The submitted document accurately identifies the distribution of 2 qualitative and 2 quantitative variables and provides univariate visualizations for each variable using R or Python.

A2:BIVARIATE VISUALIZATIONS

Not Evident

A bivariate visualization is not provided in the document.

Approaching Competence

The submitted document accurately provides bivariate visualizations but not of all 4 variables from part A. Or the bivariate visualization contains inaccuracies. Or R or Python are not used.

Competent

The submitted document accurately provides 2 bivariate visualizations of all 4 variables from part A1 and uses R or Python.

B1:DESCRIPTIVE STATISTICS: QUANTITATIVE

Not Evident

The descriptive statistics for quantitative variables selected in the dataset are not provided in the document.

Approaching Competence

The submitted document provides the descriptive statistics for quantitative variables selected in the dataset but does not cover all quantitative variables. Or R or Python are not used.

Competent

The submitted document accurately provides the descriptive statistics for all quantitative variables selected in the dataset using R or Python.

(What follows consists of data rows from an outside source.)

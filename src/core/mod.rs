//! # Core Application Logic
//!
//! This module contains Folio's page logic.
//! It knows nothing about any specific UI technology.
//!
//! ```text
//!                    ┌─────────────────────────┐
//!                    │         CORE            │
//!                    │  (this module)          │
//!                    │                         │
//!                    │  • State (page data)    │
//!                    │  • Action (events)      │
//!                    │  • update() (reducer)   │
//!                    │  • TypingEffect         │
//!                    │                         │
//!                    │  No UI. No terminal.    │
//!                    └───────────┬─────────────┘
//!                                │
//!                                ▼
//!                         ┌────────────┐
//!                         │    TUI     │
//!                         │  Adapter   │
//!                         │ (ratatui)  │
//!                         └────────────┘
//! ```
//!
//! ## Modules
//!
//! - [`state`]: The `App` struct and section identifiers
//! - [`action`]: The `Action` enum and `update()` reducer
//! - [`typing`]: The typing-effect state machine and its timer driver
//! - [`counter`]: Count-up stat animation
//! - [`content`]: Portfolio text
//! - [`config`]: Settings resolution
//! - [`prefs`]: Remembered UI preferences

pub mod action;
pub mod config;
pub mod content;
pub mod counter;
pub mod prefs;
pub mod state;
pub mod typing;
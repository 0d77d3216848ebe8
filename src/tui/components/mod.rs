//! # TUI Components
//!
//! All UI components for the terminal page.
//!
//! ## Component Architecture
//!
//! ### Chrome (fixed rows, `Component` trait)
//!
//! - `TitleBar`: monogram, nav items, theme and scroll progress
//! - `StatusBar`: key hints and the latest status message
//!
//! ### Page (scrolling, stateful)
//!
//! - `Page`: transient wrapper over `PageState`, lays out and renders every
//!   section into one scroll view
//!
//! ### Sections (line builders)
//!
//! Each section module exposes `lines(&SectionProps) -> Vec<Line>`. Sections
//! wrap their own text, so a section's height is its line count and the page
//! can compute scroll offsets before drawing anything.
//!
//! ## Module Structure
//!
//! ```text
//! components/
//! ├── mod.rs           (this file)
//! ├── title_bar.rs     (nav bar + progress)
//! ├── status_bar.rs    (bottom hints)
//! ├── page.rs          (scrollable page, smooth scroll)
//! ├── text.rs          (wrapping helpers)
//! └── hero.rs, about.rs, expertise.rs, stories.rs,
//!     approach.rs, contact.rs, footer.rs
//! ```

use std::time::Duration;

use ratatui::text::Line;

use crate::core::state::{App, SectionId};
use crate::tui::theme::Palette;

pub mod about;
pub mod approach;
pub mod contact;
pub mod expertise;
pub mod footer;
pub mod hero;
pub mod page;
pub mod status_bar;
pub mod stories;
pub mod text;
mod title_bar;

pub use page::{Page, PageState};
pub use status_bar::StatusBar;
pub use title_bar::{TitleBar, nav_hit_test};

/// Everything a section needs to build its lines.
pub struct SectionProps<'a> {
    pub app: &'a App,
    pub palette: &'a Palette,
    /// Column width available for text.
    pub width: u16,
    pub viewport_height: u16,
    /// Time since the counters started, `None` if they haven't.
    pub counter_elapsed: Option<Duration>,
}

pub fn section_lines(section: SectionId, props: &SectionProps<'_>) -> Vec<Line<'static>> {
    match section {
        SectionId::Hero => hero::lines(props),
        SectionId::About => about::lines(props),
        SectionId::Expertise => expertise::lines(props),
        SectionId::Stories => stories::lines(props),
        SectionId::Approach => approach::lines(props),
        SectionId::Contact => contact::lines(props),
        SectionId::Footer => footer::lines(props),
    }
}
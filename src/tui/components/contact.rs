//! # Contact Section

use ratatui::text::{Line, Span};

use super::SectionProps;
use super::text::{blank, heading};

pub fn lines(props: &SectionProps<'_>) -> Vec<Line<'static>> {
    let p = props.palette;
    let contact = &props.app.content.contact;

    let mut lines = heading(
        "Connect",
        &contact.headline,
        Some(&contact.blurb).filter(|b| !b.is_empty()).map(String::as_str),
        props.width,
        p,
    );

    let links = [
        ("✉ Email", contact.email.as_ref().map(|e| format!("mailto:{e}"))),
        ("in LinkedIn", contact.linkedin.clone()),
        ("⌥ GitHub", contact.github.clone()),
    ];
    for (label, target) in links {
        if let Some(target) = target {
            lines.push(
                Line::from(vec![
                    Span::styled(format!("{label:<12}"), p.heading()),
                    Span::styled(target, p.primary()),
                ])
                .centered(),
            );
        }
    }
    lines.push(blank());
    lines
}

#[cfg(test)]
mod tests {
    use super::*;
    use crate::Theme;
    use crate::test_support::test_app;
    use crate::tui::components::text::plain;
    use crate::tui::theme::Palette;

    #[test]
    fn test_links_skip_missing_entries() {
        let mut app = test_app();
        app.content.contact.linkedin = None;
        let palette = Palette::for_theme(Theme::Dark);
        let props = SectionProps {
            app: &app,
            palette: &palette,
            width: 80,
            viewport_height: 30,
            counter_elapsed: None,
        };
        let texts: Vec<String> = lines(&props).iter().map(plain).collect();
        assert_eq!(texts[1], "Let's Work Together");
        assert!(texts.iter().any(|t| t.ends_with("mailto:muralish.clinton@example.com")));
        assert!(texts.iter().any(|t| t.ends_with("https://github.com")));
        assert!(!texts.iter().any(|t| t.contains("LinkedIn")));
    }
}
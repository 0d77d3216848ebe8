//! Colors for the two page themes. Every style in the TUI resolves through
//! a [`Palette`] so toggling the theme repaints everything at once.

use ratatui::style::{Color, Modifier, Style};

use crate::Theme;

#[derive(Debug, Clone, Copy, PartialEq, Eq)]
pub struct Palette {
    pub bg: Color,
    pub fg: Color,
    pub muted: Color,
    pub primary: Color,
    pub accent: Color,
    pub border: Color,
}

impl Palette {
    pub fn for_theme(theme: Theme) -> Self {
        match theme {
            Theme::Dark => Self {
                bg: Color::Black,
                fg: Color::White,
                muted: Color::Gray,
                primary: Color::Cyan,
                accent: Color::Green,
                border: Color::DarkGray,
            },
            Theme::Light => Self {
                bg: Color::White,
                fg: Color::Black,
                muted: Color::DarkGray,
                primary: Color::Blue,
                accent: Color::Green,
                border: Color::Gray,
            },
        }
    }

    pub fn base(&self) -> Style {
        Style::default().fg(self.fg).bg(self.bg)
    }

    pub fn muted(&self) -> Style {
        self.base().fg(self.muted)
    }

    pub fn primary(&self) -> Style {
        self.base().fg(self.primary)
    }

    pub fn heading(&self) -> Style {
        self.base().add_modifier(Modifier::BOLD)
    }

    pub fn accent(&self) -> Style {
        self.base().fg(self.accent)
    }

    pub fn border(&self) -> Style {
        self.base().fg(self.border)
    }

    /// Selected tab / active nav item.
    pub fn selected(&self) -> Style {
        Style::default()
            .fg(self.bg)
            .bg(self.primary)
            .add_modifier(Modifier::BOLD)
    }
}

#[cfg(test)]
mod tests {
    use super::*;

    #[test]
    fn test_themes_differ() {
        let dark = Palette::for_theme(Theme::Dark);
        let light = Palette::for_theme(Theme::Light);
        assert_ne!(dark.bg, light.bg);
        assert_ne!(dark.fg, light.fg);
    }

    #[test]
    fn test_selected_inverts_primary() {
        let p = Palette::for_theme(Theme::Dark);
        let s = p.selected();
        assert_eq!(s.bg, Some(p.primary));
        assert_eq!(s.fg, Some(p.bg));
    }
}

B2:DESCRIPTIVE STATISTICS: QUALITATIVE

Not Evident

The descriptive statistics for qualitative variables are not provided in the document.

Approaching Competence

The submitted document provides descriptive statistics for qualitative variables but does not cover all qualitative variables or use R or Python.

Competent

The submitted document accurately provides the descriptive statistics for all qualitative variables selected in the dataset using R or Python.

C1:RESEARCH QUESTION

Not Evident

A research question is not provided in the document.

Approaching Competence

The research question cannot be addressed through analysis of the dataset. Or the question is not relevant to a realistic organizational need or situation represented in the dataset. Or the question is not appropriate for parametric testing.

Competent

The research question can be addressed through analysis of the dataset. The question is relevant to a realistic organizational need or situation represented in the dataset and is appropriate for parametric testing.

D1:PARAMETRIC TEST METHOD

Not Evident

A parametric test is not provided in the document.

Approaching Competence

The submitted document identifies a parametric test, but it is irrelevant to addressing the research question from part C1.

Competent

The submitted document correctly identifies a parametric test that is relevant to addressing the research question from part C1.

D2:DATASET VARIABLES

Not Evident

The dataset variables are not provided in the document.

Approaching Competence

The submitted document lists the dataset variables, but they are irrelevant to addressing the research question from part C1.

Competent

The submitted document correctly lists the dataset variables that are relevant to addressing the research question from part C1.

D3:JUSTIFICATION FOR PARAMETRIC TEST

Not Evident

A justification is not provided in the document.

Approaching Competence

The submitted document provides a justification, but the justification does not address why the chosen method of parametric testing was selected. Or the justified technique is not the same as the testing method identified in part D1. Or the chosen technique is insufficient or inappropriate for the dataset or does not address the question from part C1.

Competent

The submitted document provides a justification that addresses why the chosen method of parametric testing was selected. The justified technique is the same as the testing method identified in part D1. The technique is appropriate for the chosen dataset and addresses the question from part C1.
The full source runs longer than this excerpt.